Exercise details:
Go through the listing beneath and show each line containing the string "counterpart".

Data for this task:
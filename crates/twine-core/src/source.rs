//! The `RemoteSource` trait, the provider side of synchronisation.

use std::future::Future;

use chrono::{DateTime, Utc};

use crate::{message::RawMessage, thread::User};

/// A provider-hosted message log for a single phone number.
pub trait RemoteSource: Send + Sync {
  type Error: std::error::Error + Send + Sync + 'static;

  /// The account this source is logged in as. Its `id` is the participant
  /// hash of its phone number.
  fn current_user(&self) -> User;

  /// Every message sent from or to the account's number, oldest first.
  ///
  /// With `since`, at least every message created at or after that instant
  /// is returned; older ones may be included. Without it, the whole history.
  fn messages_of_number(
    &self,
    since: Option<DateTime<Utc>>,
  ) -> impl Future<Output = Result<Vec<RawMessage>, Self::Error>> + Send + '_;

  /// Send `text` to `to` and return the provider's record of it.
  fn send_message<'a>(
    &'a self,
    to: &'a str,
    text: &'a str,
  ) -> impl Future<Output = Result<RawMessage, Self::Error>> + Send + 'a;
}
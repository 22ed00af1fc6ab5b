//! Projection: pure mapping between provider records, persisted records and
//! host-facing views.
//!
//! The provider log has no conversation entity. Threads are inferred here by
//! grouping records on their counterpart number and are recomputed on every
//! read; nothing in this module touches storage.

use std::collections::BTreeMap;

use crate::{
  event::ThreadEvent,
  identity::participant_id,
  message::{Message, MessageRecord, RawMessage, millis_to_datetime},
  thread::{Thread, User},
};

// ─── Provider → record ───────────────────────────────────────────────────────

/// Normalise a provider message from the point of view of `self_number`.
///
/// A message whose sender is `self_number` is outbound and is stored as
/// already read; anything else is inbound from its sender.
pub fn to_message_record(raw: &RawMessage, self_number: &str) -> MessageRecord {
  let is_sender = raw.from == self_number;
  let other_participant = if is_sender { &raw.to } else { &raw.from };
  MessageRecord {
    id:                raw.sid.clone(),
    body:              raw.body.clone(),
    other_participant: other_participant.clone(),
    is_sender,
    is_read:           is_sender,
    timestamp:         raw.date_created.timestamp_millis(),
  }
}

pub fn to_message_records(raws: &[RawMessage], self_number: &str) -> Vec<MessageRecord> {
  raws.iter().map(|raw| to_message_record(raw, self_number)).collect()
}

// ─── Record → view ───────────────────────────────────────────────────────────

/// Present a stored record to the host. A lookup miss maps to `None`.
pub fn to_message_view(record: Option<&MessageRecord>, current_user: &User) -> Option<Message> {
  record.map(|r| message_view(r, current_user))
}

/// Present a batch of stored records, preserving their order.
pub fn to_message_views(records: &[MessageRecord], current_user: &User) -> Vec<Message> {
  records.iter().map(|r| message_view(r, current_user)).collect()
}

/// Present one stored record.
pub fn message_view(record: &MessageRecord, current_user: &User) -> Message {
  let sender_id = if record.is_sender {
    current_user.id.clone()
  } else {
    participant_id(&record.other_participant)
  };
  Message {
    id: record.id.clone(),
    thread_id: record.other_participant.clone(),
    sender_id,
    text: record.body.clone(),
    timestamp: millis_to_datetime(record.timestamp),
    is_sender: record.is_sender,
    is_read: record.is_read,
  }
}

// ─── Thread inference ────────────────────────────────────────────────────────

fn chronological(a: &MessageRecord, b: &MessageRecord) -> std::cmp::Ordering {
  a.timestamp.cmp(&b.timestamp).then_with(|| a.id.cmp(&b.id))
}

/// Group records by thread key, each group ordered oldest first. Ties on
/// timestamp are broken by id so the order is total.
pub fn group_by_thread(
  records: impl IntoIterator<Item = MessageRecord>,
) -> BTreeMap<String, Vec<MessageRecord>> {
  let mut threads: BTreeMap<String, Vec<MessageRecord>> = BTreeMap::new();
  for record in records {
    threads
      .entry(record.other_participant.clone())
      .or_default()
      .push(record);
  }
  for messages in threads.values_mut() {
    messages.sort_by(chronological);
  }
  threads
}

/// Build the view of one thread from its records.
///
/// The thread is unread unless its newest message is also its newest read
/// message.
pub fn to_thread_view(
  thread_key: &str,
  mut records: Vec<MessageRecord>,
  current_user: &User,
) -> Thread {
  records.sort_by(chronological);

  let latest_id = records.last().map(|r| r.id.clone());
  let last_read_message_id = records
    .iter()
    .rev()
    .find(|r| r.is_read)
    .map(|r| r.id.clone());
  let is_unread = latest_id != last_read_message_id;
  let last_activity = millis_to_datetime(records.last().map_or(0, |r| r.timestamp));

  Thread {
    id: thread_key.to_owned(),
    title: thread_key.to_owned(),
    is_unread,
    last_read_message_id,
    participants: vec![current_user.clone(), User::counterpart(thread_key)],
    messages: to_message_views(&records, current_user),
    last_activity,
  }
}

/// Reduce a flat set of records into thread views, most recently active
/// first.
pub fn to_thread_views(
  records: impl IntoIterator<Item = MessageRecord>,
  current_user: &User,
) -> Vec<Thread> {
  let mut threads: Vec<Thread> = group_by_thread(records)
    .into_iter()
    .map(|(key, records)| to_thread_view(&key, records, current_user))
    .collect();
  threads.sort_by(|a, b| b.last_activity.cmp(&a.last_activity).then_with(|| a.id.cmp(&b.id)));
  threads
}

/// One change event per thread touched by `records`.
pub fn thread_events(
  records: impl IntoIterator<Item = MessageRecord>,
  current_user: &User,
) -> Vec<ThreadEvent> {
  group_by_thread(records)
    .into_iter()
    .map(|(thread_id, records)| ThreadEvent {
      thread_id,
      messages: to_message_views(&records, current_user),
    })
    .collect()
}
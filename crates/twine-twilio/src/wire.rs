//! Twilio's JSON representation of messages, and the merge of the two
//! directional listings into one ordered log.

use std::collections::HashSet;

use chrono::{DateTime, Utc};
use serde::Deserialize;
use twine_core::message::RawMessage;

use crate::{Error, Result};

/// One page of `GET /Accounts/{sid}/Messages.json`.
#[derive(Debug, Deserialize)]
pub struct MessagePage {
  #[serde(default)]
  pub messages:      Vec<WireMessage>,
  /// Path (relative to the API host) of the next page, if any.
  pub next_page_uri: Option<String>,
}

#[derive(Debug, Deserialize)]
pub struct WireMessage {
  pub sid:          String,
  #[serde(default)]
  pub body:         Option<String>,
  pub from:         String,
  pub to:           String,
  /// RFC 2822, e.g. `Thu, 30 Jul 2015 20:12:31 +0000`.
  pub date_created: String,
  pub date_sent:    Option<String>,
  pub status:       Option<String>,
}

impl WireMessage {
  pub fn into_raw(self) -> Result<RawMessage> {
    Ok(RawMessage {
      date_created: parse_date(&self.date_created)?,
      date_sent:    self.date_sent.as_deref().map(parse_date).transpose()?,
      sid:          self.sid,
      body:         self.body.unwrap_or_default(),
      from:         self.from,
      to:           self.to,
      status:       self.status,
    })
  }
}

fn parse_date(value: &str) -> Result<DateTime<Utc>> {
  DateTime::parse_from_rfc2822(value)
    .map(|dt| dt.with_timezone(&Utc))
    .map_err(|source| Error::Timestamp { value: value.to_owned(), source })
}

/// Union the outbound and inbound listings: keep the first copy of each sid,
/// order by creation time.
///
/// Twilio's date filter is day-granular, so this may include messages from
/// before the requested bound. They are kept; the cache absorbs repeats.
pub fn merge(messages: impl IntoIterator<Item = RawMessage>) -> Vec<RawMessage> {
  let mut seen = HashSet::new();
  let mut merged: Vec<RawMessage> = messages
    .into_iter()
    .filter(|m| seen.insert(m.sid.clone()))
    .collect();
  merged.sort_by(|a, b| a.date_created.cmp(&b.date_created).then_with(|| a.sid.cmp(&b.sid)));
  merged
}
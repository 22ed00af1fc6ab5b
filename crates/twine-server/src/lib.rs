//! JSON API over a twine message cache.
//!
//! Exposes an axum [`Router`] backed by a [`Facade`] over any
//! [`MessageStore`] and [`RemoteSource`]. Auth, TLS, and transport concerns
//! are the caller's responsibility.
//!
//! # Mounting
//!
//! ```rust,ignore
//! .nest("/api", twine_server::router(facade.clone()))
//! ```

pub mod error;
pub mod facade;
pub mod handlers;

use std::{path::PathBuf, sync::Arc};

use axum::{
  Router,
  routing::{get, post},
};
use serde::Deserialize;
use twine_core::{source::RemoteSource, store::MessageStore};
use twine_sync::SyncConfig;
use twine_twilio::Credentials;

pub use error::ApiError;
pub use facade::{Facade, ReadReceipt};

use handlers::{account, messages, sync, threads};

// ─── Configuration ────────────────────────────────────────────────────────────

/// Runtime server configuration, deserialised from `config.toml` and
/// `TWINE_*` environment variables.
#[derive(Deserialize, Clone)]
pub struct ServerConfig {
  #[serde(default = "default_host")]
  pub host:      String,
  #[serde(default = "default_port")]
  pub port:      u16,
  /// Directory holding one cache file per account.
  #[serde(default = "default_store_dir")]
  pub store_dir: PathBuf,
  #[serde(default)]
  pub account:   Credentials,
  #[serde(default)]
  pub sync:      SyncConfig,
}

fn default_host() -> String { "127.0.0.1".to_owned() }

fn default_port() -> u16 { 5233 }

fn default_store_dir() -> PathBuf { PathBuf::from("~/.local/share/twine") }

// ─── Router ───────────────────────────────────────────────────────────────────

/// Build a fully-materialised API router for `facade`.
///
/// The returned `Router<()>` can be nested into any parent router regardless
/// of its own state type.
pub fn router<S, R>(facade: Arc<Facade<S, R>>) -> Router<()>
where
  S: MessageStore + 'static,
  R: RemoteSource + 'static,
{
  Router::new()
    // Account
    .route("/me", get(account::me::<S, R>))
    // Threads
    .route("/threads", get(threads::list::<S, R>))
    .route(
      "/threads/{id}/messages",
      get(threads::messages::<S, R>).post(threads::send::<S, R>),
    )
    .route("/threads/{id}/read", post(threads::mark_read::<S, R>))
    // Messages
    .route("/messages/{id}", get(messages::get_one::<S, R>))
    // Sync
    .route("/sync/status", get(sync::status::<S, R>))
    .route("/sync/resume", post(sync::resume::<S, R>))
    .with_state(facade)
}

// ─── Integration tests ────────────────────────────────────────────────────────
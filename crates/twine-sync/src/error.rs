//! Error type for `twine-sync`.

use thiserror::Error;

type BoxError = Box<dyn std::error::Error + Send + Sync>;

#[derive(Debug, Error)]
pub enum Error {
  /// The provider call failed. Transient; the loop backs off and retries.
  #[error("remote source error: {0}")]
  Source(#[source] BoxError),

  /// The local cache failed. Fatal to the cycle in progress.
  #[error("store error: {0}")]
  Store(#[source] BoxError),
}

impl Error {
  pub(crate) fn remote<E: std::error::Error + Send + Sync + 'static>(e: E) -> Self {
    Self::Source(Box::new(e))
  }

  pub(crate) fn cache<E: std::error::Error + Send + Sync + 'static>(e: E) -> Self {
    Self::Store(Box::new(e))
  }
}

pub type Result<T, E = Error> = std::result::Result<T, E>;
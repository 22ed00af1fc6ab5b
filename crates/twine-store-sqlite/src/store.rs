//! [`SqliteStore`], the SQLite implementation of [`MessageStore`].

use std::path::Path;

use rusqlite::OptionalExtension as _;
use tracing::{debug, info};

use twine_core::{
  message::{Message, MessageRecord},
  page::Cursor,
  projection::{to_message_views, to_thread_views},
  store::MessageStore,
  thread::{Thread, User},
};

use crate::{
  Error, Result,
  encode::{encode_limit, record_from_row},
  schema::{MIGRATIONS, RECORD_COLUMNS, SCHEMA_VERSION, UPSERT_MESSAGE},
};

// ─── Store ───────────────────────────────────────────────────────────────────

/// A message cache backed by a single SQLite file.
///
/// Cloning is cheap; the inner connection is reference-counted. Every call
/// goes through the one connection thread, so reads and writes from the sync
/// engine and from host queries are serialised.
#[derive(Clone)]
pub struct SqliteStore {
  pub(crate) conn: tokio_rusqlite::Connection,
}

impl SqliteStore {
  /// Open (or create) a cache at `path` and bring its schema up to date.
  ///
  /// Missing parent directories are created.
  pub async fn open(path: impl AsRef<Path>) -> Result<Self> {
    let path = path.as_ref();
    if let Some(dir) = path.parent()
      && !dir.as_os_str().is_empty()
    {
      tokio::fs::create_dir_all(dir)
        .await
        .map_err(|source| Error::CreateDir { path: dir.to_path_buf(), source })?;
    }

    info!(path = %path.display(), "opening message cache");
    let conn = tokio_rusqlite::Connection::open(path).await?;
    let store = Self { conn };
    store.migrate().await?;
    Ok(store)
  }

  /// Open an in-memory cache, useful for testing.
  pub async fn open_in_memory() -> Result<Self> {
    let conn = tokio_rusqlite::Connection::open_in_memory().await?;
    let store = Self { conn };
    store.migrate().await?;
    Ok(store)
  }

  async fn migrate(&self) -> Result<()> {
    let found: i64 = self
      .conn
      .call(|conn| Ok(conn.pragma_query_value(None, "user_version", |row| row.get(0))?))
      .await?;

    if found > SCHEMA_VERSION {
      return Err(Error::UnsupportedSchema { found, supported: SCHEMA_VERSION });
    }
    if found == SCHEMA_VERSION {
      return Ok(());
    }

    self
      .conn
      .call(move |conn| {
        let tx = conn.transaction()?;
        for (version, sql) in MIGRATIONS.iter().enumerate().skip(found as usize) {
          tx.execute_batch(sql)?;
          tx.pragma_update(None, "user_version", version as i64 + 1)?;
        }
        tx.commit()?;
        Ok(())
      })
      .await?;

    info!(from = found, to = SCHEMA_VERSION, "migrated message cache schema");
    Ok(())
  }

  /// Total number of cached messages.
  pub async fn message_count(&self) -> Result<usize> {
    let count: i64 = self
      .conn
      .call(|conn| Ok(conn.query_row("SELECT COUNT(*) FROM messages", [], |r| r.get(0))?))
      .await?;
    Ok(count as usize)
  }
}

// ─── MessageStore impl ───────────────────────────────────────────────────────

impl MessageStore for SqliteStore {
  type Error = Error;

  // ── Writes ────────────────────────────────────────────────────────────────

  async fn upsert_messages(&self, records: Vec<MessageRecord>) -> Result<Vec<MessageRecord>> {
    if records.is_empty() {
      return Ok(Vec::new());
    }
    let total = records.len();

    let inserted = self
      .conn
      .call(move |conn| {
        let tx = conn.transaction()?;
        let mut inserted = Vec::new();
        {
          let mut known = tx.prepare_cached(r#"SELECT 1 FROM messages WHERE "id" = ?1"#)?;
          let mut upsert = tx.prepare_cached(UPSERT_MESSAGE)?;
          for record in records {
            let existed = known.exists(rusqlite::params![record.id])?;
            upsert.execute(rusqlite::params![
              record.id,
              record.body,
              record.other_participant,
              record.is_sender,
              record.is_read,
              record.timestamp,
            ])?;
            if !existed {
              inserted.push(record);
            }
          }
        }
        tx.commit()?;
        Ok(inserted)
      })
      .await?;

    debug!(total, new = inserted.len(), "upserted messages");
    Ok(inserted)
  }

  async fn mark_read(&self, thread_id: &str, upto: i64) -> Result<usize> {
    let thread_id = thread_id.to_owned();

    let changed = self
      .conn
      .call(move |conn| {
        Ok(conn.execute(
          r#"UPDATE messages SET "isRead" = TRUE
             WHERE "otherParticipant" = ?1
               AND "timestamp" <= ?2
               AND "isRead" = FALSE"#,
          rusqlite::params![thread_id, upto],
        )?)
      })
      .await?;

    Ok(changed)
  }

  // ── Reads ─────────────────────────────────────────────────────────────────

  async fn watermark(&self) -> Result<Option<i64>> {
    let max: Option<i64> = self
      .conn
      .call(|conn| {
        Ok(conn.query_row(r#"SELECT MAX("timestamp") FROM messages"#, [], |r| r.get(0))?)
      })
      .await?;
    Ok(max)
  }

  async fn list_threads(&self, current_user: &User) -> Result<Vec<Thread>> {
    let records: Vec<MessageRecord> = self
      .conn
      .call(|conn| {
        let mut stmt = conn.prepare(&format!("SELECT {RECORD_COLUMNS} FROM messages"))?;
        let rows = stmt
          .query_map([], record_from_row)?
          .collect::<rusqlite::Result<Vec<_>>>()?;
        Ok(rows)
      })
      .await?;

    Ok(to_thread_views(records, current_user))
  }

  async fn list_messages(
    &self,
    current_user: &User,
    thread_id:    &str,
    limit:        usize,
    before:       Option<&Cursor>,
  ) -> Result<Vec<Message>> {
    let thread_id = thread_id.to_owned();
    let limit_val = encode_limit(limit);
    let before_ts = before.map(|c| c.timestamp);
    let before_id = before.map(|c| c.id.clone());

    let mut records: Vec<MessageRecord> = self
      .conn
      .call(move |conn| {
        let mut stmt = conn.prepare(&format!(
          r#"SELECT {RECORD_COLUMNS} FROM messages
             WHERE "otherParticipant" = ?1
               AND (?2 IS NULL
                    OR "timestamp" < ?2
                    OR ("timestamp" = ?2 AND "id" < ?3))
             ORDER BY "timestamp" DESC, "id" DESC
             LIMIT ?4"#
        ))?;
        let rows = stmt
          .query_map(
            rusqlite::params![thread_id, before_ts, before_id, limit_val],
            record_from_row,
          )?
          .collect::<rusqlite::Result<Vec<_>>>()?;
        Ok(rows)
      })
      .await?;

    // Selected newest first so LIMIT keeps the right end; hand back oldest
    // first.
    records.reverse();
    Ok(to_message_views(&records, current_user))
  }

  async fn get_message(&self, id: &str) -> Result<Option<MessageRecord>> {
    let id = id.to_owned();

    let record = self
      .conn
      .call(move |conn| {
        Ok(conn
          .query_row(
            &format!(r#"SELECT {RECORD_COLUMNS} FROM messages WHERE "id" = ?1"#),
            rusqlite::params![id],
            record_from_row,
          )
          .optional()?)
      })
      .await?;

    Ok(record)
  }
}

Answer space:
//! grouping records on their counterpart number and are recomputed on every
    participants: vec![current_user.clone(), User::counterpart(thread_key)],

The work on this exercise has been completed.